Write out exactly the lines from the start of the entries through the one that contains "use hearthmq::protocol::QoS;", including both.
*** RECORDS Section Begins ***
//! HearthMQ - MQTT v3.1.1/v5.0 broker core
//!
//! Usage:
//!   hearthmq [OPTIONS]
//!
//! Options:
//!   -c, --config <FILE>    Configuration file path
//!   -b, --bind <ADDR>      Bind address (default: 0.0.0.0:1883)
//!   --max-connections <N>  Maximum connections (default: 100000)
//!   --max-packet-size <N>  Maximum packet size (default: 1MB)
//!   -l, --log-level        Log level (error, warn, info, debug, trace)
//!   -h, --help             Print help

use std::net::SocketAddr;
use std::path::PathBuf;
use std::sync::Arc;
use std::time::Instant;

use clap::{Parser, ValueEnum};
use tracing::{info, Level};
use tracing_subscriber::FmtSubscriber;

use hearthmq::auth::AuthProvider;
use hearthmq::broker::{spawn_sys_topics_task, Broker, BrokerConfig, TlsConfig};
use hearthmq::config::Config;
use hearthmq::hooks::CompositeHooks;
use hearthmq::protocol::QoS;
use hearthmq::Metrics;

/// Log level for CLI
#[derive(Debug, Clone, Copy, ValueEnum, Default)]
enum LogLevel {
    /// Only errors
    Error,
    /// Warnings and errors
    #[default]
    Warn,
    /// Informational messages
    Info,
    /// Debug messages
    Debug,
    /// Trace messages (very verbose)
    Trace,
}

impl LogLevel {
    fn to_tracing_level(self) -> Level {
        match self {
            LogLevel::Error => Level::ERROR,
            LogLevel::Warn => Level::WARN,
            LogLevel::Info => Level::INFO,
            LogLevel::Debug => Level::DEBUG,
            LogLevel::Trace => Level::TRACE,
        }
    }
}

/// HearthMQ - MQTT broker core
#[derive(Parser, Debug)]
#[command(name = "hearthmq")]
#[command(version = "0.1.0")]
#[command(about = "MQTT v3.1.1/v5.0 broker core")]
struct Args {
    /// Configuration file path (TOML format)
    #[arg(short, long)]
    config: Option<PathBuf>,

    /// TCP bind address
    #[arg(short, long)]
    bind: Option<SocketAddr>,

    /// WebSocket bind address (optional, enables MQTT over WebSocket)
    #[arg(long)]
    ws_bind: Option<SocketAddr>,

    /// Maximum connections
    #[arg(long)]
    max_connections: Option<usize>,

    /// Maximum packet size in bytes
    #[arg(long)]
    max_packet_size: Option<usize>,

    /// Maximum QoS level (0, 1, or 2)
    #[arg(long)]
    max_qos: Option<u8>,

    /// Default keep alive in seconds
    #[arg(long)]
    keep_alive: Option<u16>,

    /// Enable retained messages
    #[arg(long)]
    retain: Option<bool>,

    /// Enable wildcard subscriptions
    #[arg(long)]
    wildcard_subs: Option<bool>,

    /// Log level (error, warn, info, debug, trace)
    #[arg(short, long, value_enum)]
    log_level: Option<LogLevel>,
}

#[tokio::main]
async fn main() -> Result<(), Box<dyn std::error::Error>> {
    let args = Args::parse();

    let file_config = if let Some(config_path) = &args.config {
        match Config::load(config_path) {
            Ok(cfg) => cfg,
            Err(e) => {
                eprintln!("Error loading config file: {}", e);
                std::process::exit(1);
            }
        }
    } else {
        Config::from_env().unwrap_or_default()
    };

    // Setup logging - CLI overrides config, config overrides default (warn)
    let log_level = args.log_level.unwrap_or_else(|| {
        match file_config.log.level.to_lowercase().as_str() {
            "error" => LogLevel::Error,
            "warn" => LogLevel::Warn,
            "info" => LogLevel::Info,
            "debug" => LogLevel::Debug,
            "trace" => LogLevel::Trace,
            _ => LogLevel::Warn,
        }
    });

    let subscriber = FmtSubscriber::builder()
        .with_max_level(log_level.to_tracing_level())
        .with_target(false)
        .with_thread_ids(true)
        .with_file(false)
        .with_line_number(false)
        .compact()
        .finish();

    tracing::subscriber::set_global_default(subscriber)?;

    if let Some(path) = &args.config {
        info!("Loaded configuration from {:?}", path);
    }

    // CLI args override file config
    let bind_addr = args.bind.unwrap_or(file_config.server.bind);
    let tls_bind_addr = file_config.server.tls_bind;
    let tls = file_config.server.tls.as_ref().map(|tls| TlsConfig {
        cert_path: tls.cert.clone(),
        key_path: tls.key.clone(),
        ca_cert_path: tls.ca_cert.clone(),
        require_client_cert: tls.require_client_cert,
    });
    let ws_bind_addr = args.ws_bind.or(file_config.server.ws_bind);
    let max_connections = args
        .max_connections
        .unwrap_or(file_config.limits.max_connections);
    let max_connections = if max_connections == 0 {
        10_000_000
    } else {
        max_connections
    };
    let max_packet_size = args
        .max_packet_size
        .unwrap_or(file_config.limits.max_packet_size);
    let max_packet_size = if max_packet_size == 0 {
        usize::MAX
    } else {
        max_packet_size
    };
    let default_keep_alive = args
        .keep_alive
        .unwrap_or(file_config.session.default_keep_alive);
    let retain_available = args.retain.unwrap_or(file_config.mqtt.retain_available);
    let wildcard_subscription_available = args
        .wildcard_subs
        .unwrap_or(file_config.mqtt.wildcard_subscriptions);

    let max_qos_value = args.max_qos.unwrap_or(file_config.mqtt.max_qos);
    let max_qos = match max_qos_value {
        0 => QoS::AtMostOnce,
        1 => QoS::AtLeastOnce,
        2 => QoS::ExactlyOnce,
        _ => {
            eprintln!(
                "Invalid max-qos value: {}. Must be 0, 1, or 2.",
                max_qos_value
            );
            std::process::exit(1);
        }
    };

    let max_inflight = if file_config.limits.max_inflight == 0 {
        u16::MAX
    } else {
        file_config.limits.max_inflight
    };

    let broker_config = BrokerConfig {
        bind_addr,
        ws_bind_addr,
        ws_path: file_config.server.ws_path.clone(),
        max_connections,
        max_packet_size,
        default_keep_alive,
        max_keep_alive: file_config.session.max_keep_alive,
        session_expiry_check_interval: file_config.session.expiry_check_interval_duration(),
        max_qos,
        retain_available,
        wildcard_subscription_available,
        subscription_identifiers_available: file_config.mqtt.subscription_identifiers,
        max_inflight,
        max_topic_levels: 0,
        retry_interval: file_config.limits.retry_interval_duration(),
        tls_bind_addr,
        tls,
        sys_topics_interval: std::time::Duration::from_secs(file_config.mqtt.sys_interval),
    };

    info!("Starting HearthMQ broker");
    info!("  Bind address: {}", broker_config.bind_addr);
    if let Some(tls_addr) = &broker_config.tls_bind_addr {
        info!("  TLS address: {}", tls_addr);
    }
    if let Some(ws_addr) = &broker_config.ws_bind_addr {
        info!("  WebSocket address: {}", ws_addr);
    }
    info!("  Max connections: {}", broker_config.max_connections);
    info!("  Max packet size: {} bytes", broker_config.max_packet_size);
    info!("  Max inflight: {}", broker_config.max_inflight);
    info!("  Max QoS: {:?}", broker_config.max_qos);

    if file_config.auth.enabled {
        info!(
            "  Authentication: enabled ({} users configured)",
            file_config.auth.users.len()
        );
    } else {
        info!("  Authentication: disabled");
    }

    let auth_provider = Arc::new(AuthProvider::new(&file_config.auth));
    let hooks = Arc::new(CompositeHooks::new().with(auth_provider));

    let metrics = Arc::new(Metrics::new());
    let sys_topics_enabled = file_config.mqtt.sys_topics;
    let sys_interval = file_config.mqtt.sys_interval;

    let broker = Arc::new(Broker::with_hooks_and_metrics(
        broker_config,
        hooks,
        Some(metrics.clone()),
    ));

    if sys_topics_enabled {
        info!("  $SYS topics: enabled (every {}s)", sys_interval);
        spawn_sys_topics_task(
            broker.clone(),
            Some(metrics),
            sys_interval,
            Instant::now(),
            broker.subscribe_shutdown(),
        );
    } else {
        info!("  $SYS topics: disabled");
    }

    let broker_run = broker.clone();
    tokio::select! {
        result = broker_run.run() => {
            result?;
        }
        _ = tokio::signal::ctrl_c() => {
            info!("Received shutdown signal");
            broker.shutdown();
        }
    }

    Ok(())
}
*** RECORDS Section Ends ***
### FINISHED EXERCISE
//! HearthMQ - MQTT v3.1.1/v5.0 broker core
//!
//! Usage:
//!   hearthmq [OPTIONS]
//!
//! Options:
//!   -c, --config <FILE>    Configuration file path
//!   -b, --bind <ADDR>      Bind address (default: 0.0.0.0:1883)
//!   --max-connections <N>  Maximum connections (default: 100000)
//!   --max-packet-size <N>  Maximum packet size (default: 1MB)
//!   -l, --log-level        Log level (error, warn, info, debug, trace)
//!   -h, --help             Print help

use std::net::SocketAddr;
use std::path::PathBuf;
use std::sync::Arc;
use std::time::Instant;

use clap::{Parser, ValueEnum};
use tracing::{info, Level};
use tracing_subscriber::FmtSubscriber;

use hearthmq::auth::AuthProvider;
use hearthmq::broker::{spawn_sys_topics_task, Broker, BrokerConfig, TlsConfig};
use hearthmq::config::Config;
use hearthmq::hooks::CompositeHooks;
use hearthmq::protocol::QoS;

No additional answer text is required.